La colitis ulcerosa (CU) y la enfermedad de Crohn (EC) son dos tipos de enfermedad intestinal inflamatoria (EII) que dan lugar a una inflamación crónica en el aparato digestivo. El mecanismo que da lugar a la inflamación en la EII no se comprende bien, no obstante, se cree que involucra una interacción compleja entre el sistema inmunitario, los intestinos y los microbios de los intestinos. La nueva evidencia indica que la composición de los microbios de los intestinos en un paciente con EII es diferente y posiblemente anormal, y que la corrección de esta anomalía podría ayudar a controlar la inflamación observada en los pacientes con CU y EC. La administración de heces de donantes sanos a los pacientes con CU o EC es una intervención que procura restaurar un equilibrio más saludable de los microbios de los intestinos y controlar la EII.

Pregunta de la revisión

Evaluar la efectividad del trasplante fecal para el tratamiento de la CU y la EC.

Métodos de la revisión

Se efectuaron búsquedas de estudios aleatorios en bases de datos múltiples. Un estudio aleatorio es un tipo de estudio en el que los participantes son asignados a un grupo de intervención o de control de una manera aleatoria y se considera el diseño de investigación superior. Se agruparon los datos de diferentes estudios para obtener cálculos generales del efecto del trasplante fecal para el tratamiento de la CU y la EC. La búsqueda bibliográfica está actualizada hasta el 19 de marzo de 2018.

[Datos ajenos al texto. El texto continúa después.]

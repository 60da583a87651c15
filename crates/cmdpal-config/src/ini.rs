//! Raw INI reading on top of `rust-ini`.
//!
//! The parser is configured for shell commands as values: quotes and
//! backslashes are kept verbatim, `;` inside a value is not a comment, and
//! indented lines continue the previous value. Keys are lowercased here, and
//! entries of a `[DEFAULT]` section act as fallbacks for every other section.

use std::path::Path;

use ::ini::{Ini, ParseOption, Properties};

use crate::errors::ConfigError;

/// Section whose entries supply fallback values instead of a widget.
pub const DEFAULT_SECTION: &str = "DEFAULT";

/// One `[Section]` block with its key/value entries in file order.
#[derive(Debug, Clone, PartialEq, Eq)]
pub struct IniSection {
    name: String,
    entries: Vec<(String, String)>,
}

impl IniSection {
    pub fn name(&self) -> &str {
        &self.name
    }

    /// Look up a value by key (case-insensitive).
    pub fn get(&self, key: &str) -> Option<&str> {
        let key = key.to_lowercase();
        self.entries
            .iter()
            .find(|(k, _)| *k == key)
            .map(|(_, v)| v.as_str())
    }

    pub fn entries(&self) -> &[(String, String)] {
        &self.entries
    }

    fn inherit(&mut self, defaults: &[(String, String)]) {
        for (key, value) in defaults {
            if self.get(key).is_none() {
                self.entries.push((key.clone(), value.clone()));
            }
        }
    }
}

/// A parsed INI file: widget sections in the order they appear.
#[derive(Debug, Clone, Default, PartialEq, Eq)]
pub struct IniDocument {
    sections: Vec<IniSection>,
}

impl IniDocument {
    pub fn sections(&self) -> &[IniSection] {
        &self.sections
    }

    pub fn section(&self, name: &str) -> Option<&IniSection> {
        self.sections.iter().find(|s| s.name == name)
    }
}

fn parse_error(path: &Path, message: impl Into<String>) -> ConfigError {
    ConfigError::ConfigParseError {
        path: path.to_path_buf(),
        message: message.into(),
    }
}

fn parse_option() -> ParseOption {
    ParseOption {
        enabled_quote: false,
        enabled_escape: false,
        enabled_indented_mutiline_value: true,
        ..ParseOption::default()
    }
}

fn lowered_entries(
    name: &str,
    properties: &Properties,
    path: &Path,
) -> Result<Vec<(String, String)>, ConfigError> {
    let mut entries: Vec<(String, String)> = Vec::new();
    for (key, value) in properties.iter() {
        let key = key.trim().to_lowercase();
        if entries.iter().any(|(k, _)| *k == key) {
            return Err(parse_error(
                path,
                format!("duplicate key '{}' in section '{}'", key, name),
            ));
        }
        entries.push((key, value.trim().to_string()));
    }
    Ok(entries)
}

/// Parse INI content. `path` is only used for error messages.
pub fn parse_ini(content: &str, path: &Path) -> Result<IniDocument, ConfigError> {
    let ini = Ini::load_from_str_opt(content, parse_option())
        .map_err(|err| parse_error(path, err.to_string()))?;

    let mut defaults: Vec<(String, String)> = Vec::new();
    let mut sections: Vec<IniSection> = Vec::new();

    for (name, properties) in ini.iter() {
        let Some(name) = name else {
            if properties.iter().next().is_some() {
                return Err(parse_error(path, "key/value pair before any section header"));
            }
            continue;
        };

        let entries = lowered_entries(name, properties, path)?;
        if name == DEFAULT_SECTION {
            defaults.extend(entries);
            continue;
        }
        if sections.iter().any(|s| s.name == name) {
            return Err(parse_error(path, format!("duplicate section '{}'", name)));
        }
        sections.push(IniSection {
            name: name.to_string(),
            entries,
        });
    }

    for section in &mut sections {
        section.inherit(&defaults);
    }

    Ok(IniDocument { sections })
}

#[cfg(test)]
mod tests {
    use super::*;

    fn parse(content: &str) -> Result<IniDocument, ConfigError> {
        parse_ini(content, Path::new("test.ini"))
    }

    fn names(doc: &IniDocument) -> Vec<&str> {
        doc.sections().iter().map(|s| s.name()).collect()
    }

    #[test]
    fn test_parse_sections_in_order() {
        let doc = parse("[b]\nx = 1\n\n[a]\ny = 2\n").unwrap();
        assert_eq!(names(&doc), vec!["b", "a"]);
        assert_eq!(doc.section("a").unwrap().get("y"), Some("2"));
    }

    #[test]
    fn test_keys_are_case_insensitive() {
        let doc = parse("[Uptime]\nType = display\n").unwrap();
        let section = doc.section("Uptime").unwrap();
        assert_eq!(section.get("type"), Some("display"));
        assert_eq!(section.get("TYPE"), Some("display"));
    }

    #[test]
    fn test_section_names_keep_case() {
        let doc = parse("[Ruby Shell]\ntype = log\n").unwrap();
        assert_eq!(names(&doc), vec!["Ruby Shell"]);
    }

    #[test]
    fn test_value_keeps_semicolons_and_quotes() {
        let doc = parse("[History]\nvalue = tail -n 50 ~/.zsh_history | cut -d \";\" -f2- -s\n")
            .unwrap();
        assert_eq!(
            doc.section("History").unwrap().get("value"),
            Some("tail -n 50 ~/.zsh_history | cut -d \";\" -f2- -s")
        );
    }

    #[test]
    fn test_value_keeps_label_marker_and_backslashes() {
        let doc = parse("[s]\nvalue = printf 'a\\nb' ;: two lines\n").unwrap();
        assert_eq!(
            doc.section("s").unwrap().get("value"),
            Some("printf 'a\\nb' ;: two lines")
        );
    }

    #[test]
    fn test_colon_delimiter() {
        let doc = parse("[s]\ninterval: 4\n").unwrap();
        assert_eq!(doc.section("s").unwrap().get("interval"), Some("4"));
    }

    #[test]
    fn test_comments_are_skipped() {
        let doc = parse("# header\n; other\n[s]\nkey = v\n").unwrap();
        assert_eq!(doc.section("s").unwrap().entries().len(), 1);
    }

    #[test]
    fn test_default_section_supplies_fallbacks() {
        let doc =
            parse("[DEFAULT]\ninterval = 4\n\n[Uptime]\ntype = display\nvalue = uptime\n").unwrap();
        assert_eq!(names(&doc), vec!["Uptime"]);
        assert_eq!(doc.section("Uptime").unwrap().get("interval"), Some("4"));
    }

    #[test]
    fn test_section_value_overrides_default() {
        let doc = parse("[DEFAULT]\ninterval = 4\n\n[Uptime]\ninterval = 10\n").unwrap();
        assert_eq!(doc.section("Uptime").unwrap().get("interval"), Some("10"));
    }

    #[test]
    fn test_key_before_section_is_error() {
        assert!(matches!(
            parse("type = log\n"),
            Err(ConfigError::ConfigParseError { .. })
        ));
    }

    #[test]
    fn test_duplicate_key_differing_in_case_is_error() {
        let err = parse("[a]\ntype = log\nTYPE = display\n").unwrap_err();
        assert!(err.to_string().contains("duplicate key 'type'"));
    }

    #[test]
    fn test_empty_document() {
        let doc = parse("").unwrap();
        assert!(doc.sections().is_empty());
    }
}
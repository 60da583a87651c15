use std::path::PathBuf;

use crate::errors::CmdPalError;

#[derive(Debug, thiserror::Error)]
pub enum NotesError {
    #[error("Failed to create notes file '{}': {source}", path.display())]
    CreateFailed {
        path: PathBuf,
        #[source]
        source: std::io::Error,
    },

    #[error("Failed to read notes file '{}': {source}", path.display())]
    ReadFailed {
        path: PathBuf,
        #[source]
        source: std::io::Error,
    },

    #[error("Failed to append to notes file '{}': {source}", path.display())]
    AppendFailed {
        path: PathBuf,
        #[source]
        source: std::io::Error,
    },
}

impl CmdPalError for NotesError {
    fn error_code(&self) -> &'static str {
        match self {
            NotesError::CreateFailed { .. } => "NOTES_CREATE_FAILED",
            NotesError::ReadFailed { .. } => "NOTES_READ_FAILED",
            NotesError::AppendFailed { .. } => "NOTES_APPEND_FAILED",
        }
    }
}
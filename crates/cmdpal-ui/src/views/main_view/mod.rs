//! Main view for cmd-pal.
//!
//! Root view that composes the header, one column per config file, and the
//! status area. Forwards timer, focus, and pointer events to the core palette.

mod handlers;
mod main_view_def;
mod rendering;


pub use main_view_def::MainView;
//! Command-line surface of `cmd-pal`.


use std::path::PathBuf;

use clap::{Arg, ArgAction, ArgMatches, Command};
use cmdpal_config::{ConfigError, PaletteConfig};
use cmdpal_paths::CmdPalPaths;
use tracing::info;

pub fn build_cli() -> Command {
    Command::new("cmd-pal")
        .version(env!("CARGO_PKG_VERSION"))
        .about("Always-available palette of live shell command output")
        .long_about("CMD_PAL shows one column per configuration file. Sections re-run their command on an interval and render the output as clickable items, plain text, or an appendable notes log. The default configuration lives in ~/.cmd_pal/config and is created on first run.")
        .arg(
            Arg::new("config")
                .short('c')
                .value_name("PATH")
                .help("Load an additional configuration file as its own column (repeatable)")
                .action(ArgAction::Append)
                .value_parser(clap::value_parser!(PathBuf)),
        )
}

/// Extra config files in the order given.
pub fn config_paths(matches: &ArgMatches) -> Vec<PathBuf> {
    matches
        .get_many::<PathBuf>("config")
        .map(|paths| paths.cloned().collect())
        .unwrap_or_default()
}

/// Default config (bootstrapped if missing) plus every `-c` file.
pub fn load_configs(extra: &[PathBuf]) -> Result<Vec<PaletteConfig>, ConfigError> {
    let paths = CmdPalPaths::resolve()?;
    let configs = cmdpal_config::load_all(&paths, extra)?;

    info!(
        event = "ui.config.load_completed",
        columns = configs.len(),
        sections = configs.iter().map(|c| c.sections.len()).sum::<usize>()
    );
    Ok(configs)
}
use std::path::PathBuf;

#[derive(Debug, thiserror::Error)]
pub enum ConfigError {
    #[error("Failed to parse config file '{}': {message}", path.display())]
    ConfigParseError { path: PathBuf, message: String },

    #[error("Section '{section}' in '{}' is missing required key '{key}'", path.display())]
    MissingKey {
        path: PathBuf,
        section: String,
        key: String,
    },

    #[error("Section '{section}' in '{}' has invalid {key} '{value}': {message}", path.display())]
    InvalidValue {
        path: PathBuf,
        section: String,
        key: String,
        value: String,
        message: String,
    },

    #[error("Invalid configuration: {message}")]
    InvalidConfiguration { message: String },

    #[error("IO error reading config '{}': {source}", path.display())]
    IoError {
        path: PathBuf,
        #[source]
        source: std::io::Error,
    },

    #[error(transparent)]
    Path(#[from] cmdpal_paths::PathError),
}
use std::process::{Command, Stdio};

use tracing::debug;

use super::errors::ExecutorError;

/// Runs a command line and captures its standard output.
pub trait Shell: Send + Sync {
    /// Untrimmed stdout. A non-zero exit status is not an error.
    fn capture(&self, command: &str) -> Result<String, ExecutorError>;
}

/// `sh -c <command>` on the host.
#[derive(Debug, Clone)]
pub struct SystemShell {
    program: String,
}

impl SystemShell {
    pub fn new() -> Self {
        Self::with_program("sh")
    }

    pub fn with_program(program: impl Into<String>) -> Self {
        Self {
            program: program.into(),
        }
    }
}

impl Default for SystemShell {
    fn default() -> Self {
        Self::new()
    }
}

impl Shell for SystemShell {
    fn capture(&self, command: &str) -> Result<String, ExecutorError> {
        let output = Command::new(&self.program)
            .arg("-c")
            .arg(command)
            .stdin(Stdio::null())
            .output()
            .map_err(|e| ExecutorError::SpawnFailed {
                command: command.to_string(),
                message: e.to_string(),
            })?;

        if !output.status.success() {
            let stderr = String::from_utf8_lossy(&output.stderr);
            debug!(
                event = "core.executor.command_nonzero_exit",
                command = command,
                status = %output.status,
                stderr = %stderr.trim()
            );
        }

        Ok(String::from_utf8_lossy(&output.stdout).into_owned())
    }
}

#[cfg(all(test, unix))]
mod tests {
    use super::*;

    #[test]
    fn test_capture_returns_stdout_untrimmed() {
        let shell = SystemShell::new();
        let output = shell.capture("printf 'a\\nb\\n'").unwrap();
        assert_eq!(output, "a\nb\n");
    }

    #[test]
    fn test_nonzero_exit_still_returns_stdout() {
        let shell = SystemShell::new();
        let output = shell.capture("echo partial; exit 3").unwrap();
        assert_eq!(output, "partial\n");
    }

    #[test]
    fn test_stderr_is_not_captured() {
        let shell = SystemShell::new();
        let output = shell.capture("echo oops 1>&2").unwrap();
        assert_eq!(output, "");
    }

    #[test]
    fn test_missing_program_is_spawn_error() {
        let shell = SystemShell::with_program("/nonexistent/cmdpal-shell");
        let result = shell.capture("true");
        assert!(matches!(result, Err(ExecutorError::SpawnFailed { .. })));
    }
}
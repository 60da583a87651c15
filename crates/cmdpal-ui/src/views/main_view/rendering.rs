//! Render implementation for MainView.

use gpui::{Context, FontWeight, IntoElement, Render, Window, div, prelude::*, px};

use crate::theme;
use crate::views::{collapsed_strip, section_view, status_area};

use super::main_view_def::MainView;

pub(super) const HEADER_TITLE: &str = "CMD_PAL  v1.0";

impl MainView {
    fn render_header(&self) -> impl IntoElement {
        div()
            .w_full()
            .flex()
            .justify_center()
            .pb(px(theme::SPACE_2))
            .bg(theme::header_bg())
            .text_color(theme::header_text())
            .text_size(px(theme::TEXT_HEADER))
            .font_weight(FontWeight::BOLD)
            .child(HEADER_TITLE)
    }

    fn render_columns(&self, cx: &mut Context<Self>) -> impl IntoElement {
        let columns: Vec<_> = self
            .palette
            .columns()
            .iter()
            .enumerate()
            .map(|(index, column)| {
                section_view::render_column(
                    index,
                    column,
                    &self.scroll_handles,
                    &self.note_inputs,
                    cx,
                )
            })
            .collect();

        div()
            .flex_1()
            .w_full()
            .flex()
            .flex_row()
            .gap(px(theme::SPACE_1))
            .children(columns)
    }
}

impl Render for MainView {
    fn render(&mut self, _window: &mut Window, cx: &mut Context<Self>) -> impl IntoElement {
        let collapsed = self.palette.focus().is_collapsed();

        div()
            .size_full()
            .flex()
            .flex_col()
            .bg(theme::app_bg())
            .when(collapsed, |this| {
                this.child(collapsed_strip::render_collapsed_strip())
            })
            .when(!collapsed, |this| {
                this.child(self.render_header())
                    .child(self.render_columns(cx))
                    .child(status_area::render_status_area(
                        self.palette.status(),
                        &self.status_scroll,
                    ))
            })
    }
}
use std::cell::Cell;
use std::time::{Duration, Instant};

/// Source of monotonic time for the scheduler.
pub trait Clock {
    fn now(&self) -> Instant;
}

#[derive(Debug, Clone, Copy, Default)]
pub struct SystemClock;

impl Clock for SystemClock {
    fn now(&self) -> Instant {
        Instant::now()
    }
}

/// Clock that only moves when told to.
#[derive(Debug)]
pub struct ManualClock {
    now: Cell<Instant>,
}

impl ManualClock {
    pub fn new() -> Self {
        Self::starting_at(Instant::now())
    }

    pub fn starting_at(start: Instant) -> Self {
        Self {
            now: Cell::new(start),
        }
    }

    pub fn advance(&self, by: Duration) {
        self.now.set(self.now.get() + by);
    }
}

impl Default for ManualClock {
    fn default() -> Self {
        Self::new()
    }
}

impl Clock for ManualClock {
    fn now(&self) -> Instant {
        self.now.get()
    }
}

#[cfg(test)]
mod tests {
    use super::*;

    #[test]
    fn test_manual_clock_only_moves_on_advance() {
        let clock = ManualClock::new();
        let start = clock.now();
        assert_eq!(clock.now(), start);

        clock.advance(Duration::from_millis(1500));
        assert_eq!(clock.now() - start, Duration::from_millis(1500));
    }

    #[test]
    fn test_system_clock_is_monotonic() {
        let clock = SystemClock;
        let first = clock.now();
        assert!(clock.now() >= first);
    }
}
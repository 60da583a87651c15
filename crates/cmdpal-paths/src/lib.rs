use std::path::{Path, PathBuf};

#[derive(Debug, thiserror::Error)]
pub enum PathError {
    #[error("home directory not found, set $HOME environment variable")]
    HomeNotFound,
}

/// Centralized path construction for the `~/.cmd_pal/` directory layout.
///
/// Use `resolve()` in production code and `from_dir()` in tests.
#[derive(Debug, Clone)]
pub struct CmdPalPaths {
    base_dir: PathBuf,
}

impl CmdPalPaths {
    /// Resolve paths from the user's home directory (`~/.cmd_pal`).
    pub fn resolve() -> Result<Self, PathError> {
        let home = dirs::home_dir().ok_or(PathError::HomeNotFound)?;
        Ok(Self {
            base_dir: home.join(".cmd_pal"),
        })
    }

    /// Create paths from an explicit base directory. Use in tests.
    pub fn from_dir(base_dir: PathBuf) -> Self {
        Self { base_dir }
    }

    /// The base `~/.cmd_pal` directory.
    pub fn base_dir(&self) -> &Path {
        &self.base_dir
    }

    /// The default configuration file, created on first run.
    pub fn user_config(&self) -> PathBuf {
        self.base_dir.join("config")
    }

    /// Notes file referenced by the built-in default configuration.
    pub fn default_notes_file(&self) -> PathBuf {
        self.base_dir.join("notes.txt")
    }
}

/// Expand a leading `~` or `~/` against the user's home directory.
///
/// Paths without a leading tilde are returned unchanged. `~user` forms are
/// not expanded.
pub fn expand_home(raw: &str) -> Result<PathBuf, PathError> {
    if !raw.starts_with('~') {
        return Ok(PathBuf::from(raw));
    }
    let home = dirs::home_dir().ok_or(PathError::HomeNotFound)?;
    Ok(expand_home_with(raw, &home))
}

/// Expand a leading tilde against an explicit home directory.
pub fn expand_home_with(raw: &str, home: &Path) -> PathBuf {
    if raw == "~" {
        return home.to_path_buf();
    }
    match raw.strip_prefix("~/") {
        Some(rest) => home.join(rest),
        None => PathBuf::from(raw),
    }
}
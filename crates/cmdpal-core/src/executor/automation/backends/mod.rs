mod linux;
mod macos;

pub use linux::LinuxAutomation;
pub use macos::MacOsAutomation;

Características de los estudios

Se encontraron cuatro estudios (277 participantes) que evaluaban la efectividad del trasplante fecal para el tratamiento de los adultos con CU activa. No se encontraron estudios aleatorios que evaluaran el trasplante de heces en los participantes con EC o en los niños. Además, no se encontró ningún estudio que evaluara el mantenimiento de la remisión en los participantes con EII inactiva. Dos de los estudios identificados se realizaron en Australia, uno en Canadá y uno en los Países Bajos. La dosis, la vía, la frecuencia, el volumen, el tipo de donante y la gravedad de las enfermedades de los receptores variaron entre los estudios.

Resultados clave

Los resultados combinados de cuatro estudios que incluían a 277 participantes indicaron que el trasplante fecal aumentó las tasas de resolución de los síntomas (también denominada remisión clínica) en los pacientes con CU al doble en comparación con los controles. A las ocho semanas después del trasplante, un 37% (52/140) de los participantes del grupo de trasplante fecal presentó la remisión en comparación con un 18% (24/137) de los participantes del grupo de control. Los datos combinados de los mismos cuatro estudios mostraron tasas similares de efectos secundarios graves. Un 7% (10/140) del grupo de trasplante fecal tuvo un efecto secundario grave en comparación con el 5% (7/137) del grupo control. Los efectos secundarios graves incluyeron empeoramiento de la colitis ulcerosa que requirió esteroides intravenosos o cirugía; infecciones como Clostridium difficile y citomegalovirus, y perforación del intestino delgado y neumonía. La incidencia de efectos secundarios fue similar en los grupos tanto de trasplante fecal como el de control e incluyeron dolor abdominal, náuseas, flatulencias, timpanismo abdominal, infección de las vías respiratorias superiores, cefaleas, mareos y fiebre. Los datos de tres estudios incluidos mostraron que el trasplante fecal ayudó a mejorar la CU cuando se realizó la evaluación de la resolución de la enfermedad mediante la apariencia del recubrimiento intestinal visualizado con un endoscopio.

Calidad de la evidencia

La calidad general de la evidencia se calificó mediante criterios GRADE, que tiene en cuenta el tipo de estudios, las fallas metodológicas dentro de los estudios, la consistencia en el informe de los resultados entre los estudios, el método de medición del efecto de la intervención y la confianza estadística en los cálculos del resumen. Basado en estos criterios, la calidad general de la evidencia para la mayoría de los resultados se consideró baja basado en un número pequeño de eventos y participantes y la inconsistencia de los resultados.

Conclusiones

El trasplante de microbiota fecal puede aumentar la proporción de participantes que logran la remisión clínica en la CU. Sin embargo, el número de estudios identificados fue reducido y la calidad de la evidencia fue baja. Hay incertidumbre acerca de la tasa de efectos secundarios graves. Por lo tanto, no es posible establecer ninguna conclusión firme con respecto a los efectos beneficiosos y perjudiciales del trasplante fecal en los pacientes con CU activa. No se encontró ningún estudio que considerara el tratamiento de la EC con trasplante fecal ni estudios que evaluaran el trasplante fecal en niños con EII. Además, no se encontró ningún estudio que evaluara el mantenimiento de la remisión a largo plazo en los participantes con EII inactiva. Se necesitan más estudios para mejorar el conocimiento acerca del uso del trasplante fecal para el tratamiento de la EII.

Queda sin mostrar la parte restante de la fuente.